Política

Angola esperançada na estabilidade da Guiné

O embaixador de Angola na Guiné-Bissau, Daniel Rosa, renovou, em Bissau, esperanças da constituição, naquele país, de um Governo que possa, efectivamente, consolidar o processo de estabilidade política e de desenvolvimento económico e social.

16/03/2019  Última atualização 07H37
Embaixada Angola,Guiné-Bissau © Fotografia por: Embaixador de Angola na Guiné-Bissau, Daniel Rosa

Em entrevista à Angop, na quinta-feira, em Bissau, o embaixador Daniel Rosa disse esperar que seja formado um Governo que esteja pronto a cooperar com a comunidade internacional, em especial com Angola, com quem tem laços de amizade e solidariedade alicerçados ao longo da luta de libertação nacional contra o colonialismo português.

A Guiné-Bissau realiza eleições legislativas e presidenciais de forma regular desde 1994, mas nenhum Governo concluiu uma legislatura, assim como nenhum Presidente da República concluiu um mandato.Os actos de governação são sempre interrompidos por via de golpes de Estado ou por divergências de fundo no plano político entre o Primeiro-Ministro e o Presidente da República.

O diplomata angolano disse que, em função das sucessivas crises políticas na Guiné-Bissau, o Estado angolano suspendeu a implementação de projectos ambiciosos naquele país, avaliados em mais de 700 milhões de dólares.Trata-se do projecto de exploração mineira Bauxite-Angola, da construção do Porto de Águas profundas de Buba (zona sul de Bissau), bem como do caminho-de-ferro que facilitaria o escoamento de produtos mineiros para outros países. “Só nesta legislatura assistimos à nomeação de sete primeiros-ministros, o que significa que o país é muito instável, razão pela qual suspendemos a implementação destes projectos”, declarou.

Daniel Rosa disse estar convicto de que, depois da estabilização política na Guiné-Bissau, Angola vai solicitar a realização de uma reunião da Comissão Mista Bilateral, para que a Guiné-Bissau redefina as prioridades em que o Estado angolano possa dar a sua contribuição.

Eleições ordeiras

O diplomata elogiou a forma “ordeira e pacífica” como decorreram as eleições legislativas de domingo, ganhas pelo Partido da Independência da Guiné e Cabo Verde (PAIGC), liderado por Domingos Simões Pereira, com 46, 1 por cento dos votos expressos.

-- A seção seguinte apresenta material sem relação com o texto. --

//! Disparity (price vs. moving average) overbought / oversold flags
//!
//! `disparity = (price - sma) / sma * 100`. Every index whose absolute
//! disparity reaches the threshold is reported on its own; there is no
//! smoothing, so consecutive days can all be flagged.

use std::collections::HashMap;

use serde::{Deserialize, Serialize};

use crate::{
    params::{check_params, get_percent, ParamMeta, Parameterized},
    AnalysisError, Percent, Result,
};

/// Default disparity threshold, in percent
pub const DEFAULT_THRESHOLD_PCT: f64 = 5.0;

#[derive(Debug, Clone, Copy, PartialEq, Eq, Hash, Serialize, Deserialize)]
#[serde(rename_all = "lowercase")]
pub enum DisparityStatus {
    Overbought,
    Oversold,
}

#[derive(Debug, Clone, Copy, PartialEq, Serialize, Deserialize)]
pub struct DisparitySignal {
    pub index: usize,
    pub price: f64,
    pub sma: f64,
    /// Percentage deviation of `price` from `sma`
    pub disparity: f64,
    pub status: DisparityStatus,
}

#[derive(Debug, Clone, Copy)]
pub struct DisparityDetector {
    pub threshold: Percent,
}

impl Default for DisparityDetector {
    fn default() -> Self {
        Self {
            threshold: Percent::new_const(DEFAULT_THRESHOLD_PCT),
        }
    }
}

impl DisparityDetector {
    pub fn with_defaults() -> Self {
        Self::default()
    }

    pub fn new(threshold_pct: f64) -> Result<Self> {
        Ok(Self {
            threshold: Percent::new(threshold_pct)?,
        })
    }

    /// Flag closes deviating from `sma` by at least the threshold.
    ///
    /// Indices where the average is absent or exactly zero are skipped.
    pub fn detect(&self, closes: &[f64], sma: &[Option<f64>]) -> Result<Vec<DisparitySignal>> {
        if closes.len() != sma.len() {
            return Err(AnalysisError::InvalidConfig(format!(
                "price series has {} points but moving average has {}",
                closes.len(),
                sma.len()
            )));
        }

        let threshold = self.threshold.get();
        let signals = closes
            .iter()
            .zip(sma)
            .enumerate()
            .filter_map(|(index, (&price, &avg))| {
                let avg = avg.filter(|a| *a != 0.0)?;
                let disparity = (price - avg) / avg * 100.0;
                if disparity.abs() < threshold {
                    return None;
                }
                let status = if disparity > 0.0 {
                    DisparityStatus::Overbought
                } else {
                    DisparityStatus::Oversold
                };
                Some(DisparitySignal {
                    index,
                    price,
                    sma: avg,
                    disparity,
                    status,
                })
            })
            .collect();

        Ok(signals)
    }
}

impl Parameterized for DisparityDetector {
    fn param_meta() -> &'static [ParamMeta] {
        static PARAMS: [ParamMeta; 1] = [ParamMeta::percent(
            "threshold",
            DEFAULT_THRESHOLD_PCT,
            (0.5, 20.0, 0.5),
            "Minimum |price - SMA| / SMA, in percent, to flag a close",
        )];
        &PARAMS
    }

    fn with_params(params: &HashMap<&str, f64>) -> Result<Self> {
        check_params(Self::param_meta(), params)?;
        Ok(Self {
            threshold: get_percent(params, "threshold", DEFAULT_THRESHOLD_PCT)?,
        })
    }
}

#[cfg(test)]
mod tests {
    use super::*;

    #[test]
    fn test_overbought_and_oversold() {
        let closes = [100.0, 110.0, 90.0, 103.0];
        let sma = [None, Some(100.0), Some(100.0), Some(100.0)];
        let signals = DisparityDetector::default().detect(&closes, &sma).unwrap();

        assert_eq!(signals.len(), 2);
        assert_eq!(signals[0].index, 1);
        assert_eq!(signals[0].status, DisparityStatus::Overbought);
        assert!((signals[0].disparity - 10.0).abs() < 1e-9);
        assert_eq!(signals[1].index, 2);
        assert_eq!(signals[1].status, DisparityStatus::Oversold);
        assert!((signals[1].disparity + 10.0).abs() < 1e-9);
    }

    #[test]
    fn test_threshold_is_inclusive() {
        let closes = [105.0, 95.0];
        let sma = [Some(100.0), Some(100.0)];
        let signals = DisparityDetector::default().detect(&closes, &sma).unwrap();
        assert_eq!(signals.len(), 2);
    }

    #[test]
    fn test_custom_threshold() {
        let closes = [102.0, 97.0];
        let sma = [Some(100.0), Some(100.0)];
        let strict = DisparityDetector::new(2.5).unwrap();
        let signals = strict.detect(&closes, &sma).unwrap();
        assert_eq!(signals.len(), 1);
        assert_eq!(signals[0].status, DisparityStatus::Oversold);
    }

    #[test]
    fn test_zero_average_skipped() {
        let signals = DisparityDetector::default()
            .detect(&[0.0, 1.0], &[Some(0.0), Some(0.0)])
            .unwrap();
        assert!(signals.is_empty());
    }

    #[test]
    fn test_length_mismatch() {
        assert!(DisparityDetector::default()
            .detect(&[1.0, 2.0], &[Some(1.0)])
            .is_err());
    }

    #[test]
    fn test_negative_threshold_rejected() {
        assert!(DisparityDetector::new(-1.0).is_err());
        assert!(DisparityDetector::new(f64::NAN).is_err());
    }
}
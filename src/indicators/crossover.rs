//! Golden / dead cross detection between a short and a long moving average

use serde::{Deserialize, Serialize};

use crate::{AnalysisError, Result};

/// Direction of a moving-average crossover
#[derive(Debug, Clone, Copy, PartialEq, Eq, Hash, Serialize, Deserialize)]
#[serde(rename_all = "lowercase")]
pub enum CrossKind {
    /// Short average crosses above the long average
    Golden,
    /// Short average crosses below the long average
    Dead,
}

impl CrossKind {
    #[inline]
    pub fn is_golden(self) -> bool {
        matches!(self, CrossKind::Golden)
    }

    #[inline]
    pub fn is_dead(self) -> bool {
        matches!(self, CrossKind::Dead)
    }
}

#[derive(Debug, Clone, Copy, PartialEq, Eq, Serialize, Deserialize)]
pub struct CrossoverEvent {
    pub kind: CrossKind,
    /// Index where the new ordering first holds; both averages are defined at `index - 1` and `index`
    pub index: usize,
}

/// Scan two equal-length averages for crossovers, in index order.
///
/// A golden cross needs `prev_short <= prev_long` and `curr_short > curr_long`;
/// a dead cross needs `prev_short >= prev_long` and `curr_short < curr_long`.
/// Golden is checked first. Positions where any of the four values is absent
/// are skipped.
pub fn find_crosses(short: &[Option<f64>], long: &[Option<f64>]) -> Result<Vec<CrossoverEvent>> {
    if short.len() != long.len() {
        return Err(AnalysisError::InvalidConfig(format!(
            "moving averages differ in length: short {} vs long {}",
            short.len(),
            long.len()
        )));
    }

    let mut crosses = Vec::new();
    for i in 1..short.len() {
        let (Some(prev_short), Some(curr_short), Some(prev_long), Some(curr_long)) =
            (short[i - 1], short[i], long[i - 1], long[i])
        else {
            continue;
        };

        if prev_short <= prev_long && curr_short > curr_long {
            crosses.push(CrossoverEvent {
                kind: CrossKind::Golden,
                index: i,
            });
        } else if prev_short >= prev_long && curr_short < curr_long {
            crosses.push(CrossoverEvent {
                kind: CrossKind::Dead,
                index: i,
            });
        }
    }

    Ok(crosses)
}
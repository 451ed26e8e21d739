//! Fixed-capacity running-sum window
//!
//! Circular storage of the last `period` values plus their sum. Pushing into a
//! window that is not yet full is O(1). Evicting rebuilds the sum from the held
//! values, oldest first, so the sum never carries rounding error from a value
//! that has already left the window and always equals a fresh re-sum.

use crate::{AnalysisError, Period, Result};

/// Bounded circular buffer with a running sum.
#[derive(Debug, Clone)]
pub struct RunningWindow {
    buf: Vec<f64>,
    head: usize,
    len: usize,
    sum: f64,
}

impl RunningWindow {
    pub fn new(period: Period) -> Self {
        Self {
            buf: vec![0.0; period.get()],
            head: 0,
            len: 0,
            sum: 0.0,
        }
    }

    /// Fixed capacity (the period this window was built with)
    #[inline]
    pub fn capacity(&self) -> usize {
        self.buf.len()
    }

    #[inline]
    pub fn len(&self) -> usize {
        self.len
    }

    #[inline]
    pub fn is_empty(&self) -> bool {
        self.len == 0
    }

    #[inline]
    pub fn is_full(&self) -> bool {
        self.len == self.capacity()
    }

    #[inline]
    pub fn sum(&self) -> f64 {
        self.sum
    }

    /// Mean of the held values, only once the window is full
    #[inline]
    pub fn mean(&self) -> Option<f64> {
        self.is_full().then(|| self.sum / self.capacity() as f64)
    }

    /// Append a value, evicting the oldest one when at capacity.
    pub fn push(&mut self, value: f64) {
        if self.is_full() {
            self.evict();
        }
        let tail = (self.head + self.len) % self.capacity();
        self.buf[tail] = value;
        self.len += 1;
        self.sum += value;
    }

    /// Remove and return the oldest value.
    pub fn dequeue(&mut self) -> Result<f64> {
        if self.is_empty() {
            return Err(AnalysisError::EmptyWindow);
        }
        Ok(self.evict())
    }

    /// Drop the oldest value and re-sum the rest. Caller ensures `len > 0`.
    fn evict(&mut self) -> f64 {
        let value = self.buf[self.head];
        self.head = (self.head + 1) % self.capacity();
        self.len -= 1;
        self.sum = self.iter().sum();
        value
    }

    /// Held values, oldest first
    pub fn iter(&self) -> impl Iterator<Item = f64> + '_ {
        (0..self.len).map(move |i| self.buf[(self.head + i) % self.capacity()])
    }
}
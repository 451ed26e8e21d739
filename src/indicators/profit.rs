//! Single-trade optimal profit window
//!
//! One left-to-right pass tracking the cheapest close seen so far. The best
//! window is only replaced by a strictly larger profit, so ties keep the
//! earliest pair.

use serde::{Deserialize, Serialize};

/// Best single buy followed by a later (or same-day) sell
#[derive(Debug, Clone, Copy, PartialEq, Serialize, Deserialize)]
pub struct ProfitWindow {
    pub buy_index: usize,
    pub sell_index: usize,
    pub buy_price: f64,
    pub sell_price: f64,
    /// `sell_price - buy_price`, never negative
    pub profit: f64,
}

impl ProfitWindow {
    /// Profit as a percentage of the buy price (0 when the buy price is 0)
    pub fn return_pct(&self) -> f64 {
        if self.buy_price > 0.0 {
            self.profit / self.buy_price * 100.0
        } else {
            0.0
        }
    }

    /// Bars held between buy and sell
    #[inline]
    pub fn holding_bars(&self) -> usize {
        self.sell_index - self.buy_index
    }
}

/// Returns `None` for fewer than 2 closes. A strictly falling series yields a
/// zero-profit window at index 0.
pub fn max_profit(closes: &[f64]) -> Option<ProfitWindow> {
    if closes.len() < 2 {
        return None;
    }

    let mut min_price = closes[0];
    let mut min_index = 0;
    let mut best = 0.0;
    let mut buy_index = 0;
    let mut sell_index = 0;

    for (i, &price) in closes.iter().enumerate().skip(1) {
        if price < min_price {
            min_price = price;
            min_index = i;
        }
        let candidate = price - min_price;
        if candidate > best {
            best = candidate;
            buy_index = min_index;
            sell_index = i;
        }
    }

    Some(ProfitWindow {
        buy_index,
        sell_index,
        buy_price: closes[buy_index],
        sell_price: closes[sell_index],
        profit: best,
    })
}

O diplomata informou que Angola doou um milhão de dólares, com base no Acordo de Financiamento assinado entre o Governo angolano e o Programa das Nações Unidas para o Desenvolvimento (PNUD).“A comunidade internacional, em especial Angola (faz parte do Comité de Pilotagem do Processo Eleitoral), não vão abandonar a Guiné-Bissau, aliás basta ver pela contribuição que sempre demos no passado e voltamos a dar em 2018 para a estabilização política desse país membro da CPLP”, observou.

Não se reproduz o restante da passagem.